When the waiter came to take their order, Sinclair sat back and indicated Carrie as the person who would be ordering for them. She was flirty and sweet with the waiter, and, although she asked more questions that he thought was usual, the waiter seemed to enjoy the interaction with her. When the wine arrived, some minutes later, he allowed her to taste it before pouring for them both. Sinclair had always been the dominant person in all of his relationships, by choice, and he found the whole situation quite amusing.

"Do you want to share what is so amusing?" Carrie asked, put off by his soft chuckle as the waiter left them.

"You are," he chuckled again. "You are quite the surprise tonight, Carrington."

"Not used to a girl who can speak her mind?" she challenged him. He lived in a misogynistic world, just like all of his fellow Hats, where women would never be accepted as equals. "Given your reputation, I am sure women fall at your feet on a daily basis. Yet, here I am on a sixth business meeting that will go nowhere. Tell me, Sinclair, what is it you want from me?"

"How'd you do it?" he asked bluntly, taken aback by her question but not showing it. "That dress you were wearing wouldn't have hidden the valet ticket you hid in your hair, let alone a pistol. How did you get it out of the mansion?"

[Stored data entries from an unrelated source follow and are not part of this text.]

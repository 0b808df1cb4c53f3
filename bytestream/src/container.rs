//! Length-prefixed text, byte arrays, sequences and maps.
//!
//! Every variable-length container starts with a `u32`-class varint holding
//! its element (or byte) count. Elements are encoded by a caller-supplied
//! function, so these helpers know nothing about element types.

use crate::error::{ByteError, ByteResult};
use crate::reader::ByteReader;
use crate::writer::ByteWriter;

impl ByteWriter {
    /// Writes text as a char count followed by one byte per char.
    ///
    /// Only Latin-1 is representable: each char is truncated to its low
    /// 8 bits.
    pub fn write_str(&mut self, value: &str) -> ByteResult<()> {
        self.write_len(value.chars().count())?;
        for c in value.chars() {
            self.write_byte(u32::from(c) as u8);
        }
        Ok(())
    }

    /// Writes a byte array as a length followed by the raw bytes.
    pub fn write_byte_array(&mut self, bytes: &[u8]) -> ByteResult<()> {
        self.write_len(bytes.len())?;
        self.write_bytes(bytes);
        Ok(())
    }

    /// Writes an element count followed by each element.
    pub fn write_seq<I, E, F>(&mut self, items: I, per_item: F) -> Result<(), E>
    where
        I: IntoIterator,
        I::IntoIter: ExactSizeIterator,
        E: From<ByteError>,
        F: FnMut(&mut Self, I::Item) -> Result<(), E>,
    {
        let items = items.into_iter();
        self.write_len(items.len())?;
        self.write_seq_fixed(items, per_item)
    }

    /// Writes each element with no length prefix.
    pub fn write_seq_fixed<I, E, F>(&mut self, items: I, mut per_item: F) -> Result<(), E>
    where
        I: IntoIterator,
        F: FnMut(&mut Self, I::Item) -> Result<(), E>,
    {
        for item in items {
            per_item(self, item)?;
        }
        Ok(())
    }

    /// Writes an entry count followed by each key and value, in the
    /// iteration order of `entries`.
    pub fn write_map<K, V, I, E, F>(&mut self, entries: I, mut per_entry: F) -> Result<(), E>
    where
        I: IntoIterator<Item = (K, V)>,
        I::IntoIter: ExactSizeIterator,
        E: From<ByteError>,
        F: FnMut(&mut Self, K, V) -> Result<(), E>,
    {
        let entries = entries.into_iter();
        self.write_len(entries.len())?;
        for (key, value) in entries {
            per_entry(self, key, value)?;
        }
        Ok(())
    }
}

impl<'a> ByteReader<'a> {
    /// Reads length-prefixed text written by [`ByteWriter::write_str`].
    pub fn read_str(&mut self) -> ByteResult<String> {
        let len = self.read_len()?;
        let bytes = self.read_exact(len)?;
        Ok(bytes.iter().copied().map(char::from).collect())
    }

    /// Reads a length-prefixed byte array.
    pub fn read_byte_array(&mut self) -> ByteResult<&'a [u8]> {
        let len = self.read_len()?;
        self.read_exact(len)
    }

    /// Reads an element count, then that many elements.
    pub fn read_seq<T, E, F>(&mut self, per_item: F) -> Result<Vec<T>, E>
    where
        E: From<ByteError>,
        F: FnMut(&mut Self) -> Result<T, E>,
    {
        let len = self.read_len()?;
        self.read_seq_fixed(len, per_item)
    }

    /// Reads exactly `len` elements with no length prefix.
    pub fn read_seq_fixed<T, E, F>(&mut self, len: usize, mut per_item: F) -> Result<Vec<T>, E>
    where
        F: FnMut(&mut Self) -> Result<T, E>,
    {
        // Every element that carries data occupies at least one byte.
        let mut items = Vec::with_capacity(len.min(self.remaining()));
        for _ in 0..len {
            items.push(per_item(self)?);
        }
        Ok(items)
    }

    /// Reads an entry count, then that many key/value pairs, inserting them
    /// into a fresh collection in read order.
    pub fn read_map<C, K, V, E, F>(&mut self, mut per_entry: F) -> Result<C, E>
    where
        C: Default + Extend<(K, V)>,
        E: From<ByteError>,
        F: FnMut(&mut Self) -> Result<(K, V), E>,
    {
        let len = self.read_len()?;
        let mut map = C::default();
        for _ in 0..len {
            let entry = per_entry(self)?;
            map.extend(std::iter::once(entry));
        }
        Ok(map)
    }
}

#[cfg(test)]
mod tests {
    use std::collections::BTreeMap;

    use super::*;
    use crate::Width;

    #[test]
    fn str_hi() {
        let mut writer = ByteWriter::new();
        writer.write_str("Hi").unwrap();
        let bytes = writer.finish();
        assert_eq!(bytes, vec![2, b'H', b'i']);

        let mut reader = ByteReader::new(&bytes);
        assert_eq!(reader.read_str().unwrap(), "Hi");
        assert!(reader.is_empty());
    }

    #[test]
    fn str_counts_chars_and_truncates_code_points() {
        let mut writer = ByteWriter::new();
        writer.write_str("é\u{141}").unwrap();
        // U+00E9 fits, U+0141 is truncated to 0x41.
        assert_eq!(writer.finish(), vec![2, 0xE9, 0x41]);
    }

    #[test]
    fn str_latin1_roundtrip() {
        let text = "caf\u{e9} \u{a3}5";
        let mut writer = ByteWriter::new();
        writer.write_str(text).unwrap();
        let bytes = writer.finish();
        let mut reader = ByteReader::new(&bytes);
        assert_eq!(reader.read_str().unwrap(), text);
    }

    #[test]
    fn str_truncated_fails() {
        let mut reader = ByteReader::new(&[2, b'H']);
        assert!(matches!(
            reader.read_str(),
            Err(ByteError::BufferUnderrun {
                requested: 2,
                available: 1
            })
        ));
    }

    #[test]
    fn byte_array() {
        let mut writer = ByteWriter::new();
        writer.write_byte_array(&[0xDE, 0xAD]).unwrap();
        let bytes = writer.finish();
        assert_eq!(bytes, vec![2, 0xDE, 0xAD]);
        let mut reader = ByteReader::new(&bytes);
        assert_eq!(reader.read_byte_array().unwrap(), &[0xDE, 0xAD]);
    }

    #[test]
    fn seq_of_u16() {
        let values = [1u16, 300, 7];
        let mut writer = ByteWriter::new();
        writer
            .write_seq(values, |w, v| w.write_uint(u128::from(v), Width::W2))
            .unwrap();
        let bytes = writer.finish();
        assert_eq!(bytes, vec![3, 1, 0xAC, 0x02, 7]);

        let mut reader = ByteReader::new(&bytes);
        let decoded: Vec<u128> = reader.read_seq(|r| r.read_uint(Width::W2)).unwrap();
        assert_eq!(decoded, vec![1, 300, 7]);
    }

    #[test]
    fn seq_fixed_has_no_prefix() {
        let mut writer = ByteWriter::new();
        writer
            .write_seq_fixed([1u8, 2, 3], |w, v| {
                w.write_byte(v);
                Ok::<_, ByteError>(())
            })
            .unwrap();
        let bytes = writer.finish();
        assert_eq!(bytes, vec![1, 2, 3]);

        let mut reader = ByteReader::new(&bytes);
        let decoded = reader.read_seq_fixed(3, ByteReader::read_byte).unwrap();
        assert_eq!(decoded, vec![1, 2, 3]);
    }

    #[test]
    fn seq_with_huge_count_fails_without_allocating() {
        let mut reader = ByteReader::new(&[0xFF, 0xFF, 0xFF, 0xFF, 0x0F, 1]);
        let err = reader.read_seq(ByteReader::read_byte).unwrap_err();
        assert!(matches!(err, ByteError::BufferUnderrun { .. }));
    }

    #[test]
    fn map_preserves_entry_order_on_the_wire() {
        let entries = vec![("b", 2u8), ("a", 1u8)];
        let mut writer = ByteWriter::new();
        writer
            .write_map(entries, |w, k, v| {
                w.write_str(k)?;
                w.write_uint(u128::from(v), Width::W1)
            })
            .unwrap();
        let bytes = writer.finish();
        assert_eq!(bytes, vec![2, 1, b'b', 2, 1, b'a', 1]);

        let mut reader = ByteReader::new(&bytes);
        let decoded: BTreeMap<String, u128> = reader
            .read_map(|r| Ok::<_, ByteError>((r.read_str()?, r.read_uint(Width::W1)?)))
            .unwrap();
        assert_eq!(decoded.len(), 2);
        assert_eq!(decoded["a"], 1);
        assert_eq!(decoded["b"], 2);
    }
}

"What?" she choked on the mouthful of wine she had sipped. "The police said the thief must have been known to Mr. Rackham. I'm hardly in his social circle. I doubt he even knows I exist outside of the museum, or even in it, for that matter." She shook her head.

"Carrington Wordsworth Ward, daughter of Robyn Ward, granddaughter of Edith Overland and great granddaughter of Florence Bonnet. Florence was the only child of Stede Bonnet, a direct descendant and namesake of the infamous gentleman pirate," he said casually as if admitting that he had investigated her background was inconsequential. "Florence, Edith and Robyn all have quite remarkable reputations of their own, as do you." She looked back at him totally unfazed by his disclosure as if she had expected this investigation.

"Then you know that I m aware that Miles Rackham was robbed by the April Fool, like many of his associates," she said casually. "You can't seriously believe I am the Fool?" she laughed merrily. "Oh, that's precious! You realise I would have been fifteen when the Fool first showed up." She let out another peal of laughter. "If you had done your research properly, you'd know I only do legitimate work finding lost items for insurance companies, and it pays so badly that I have to have a regular job as well."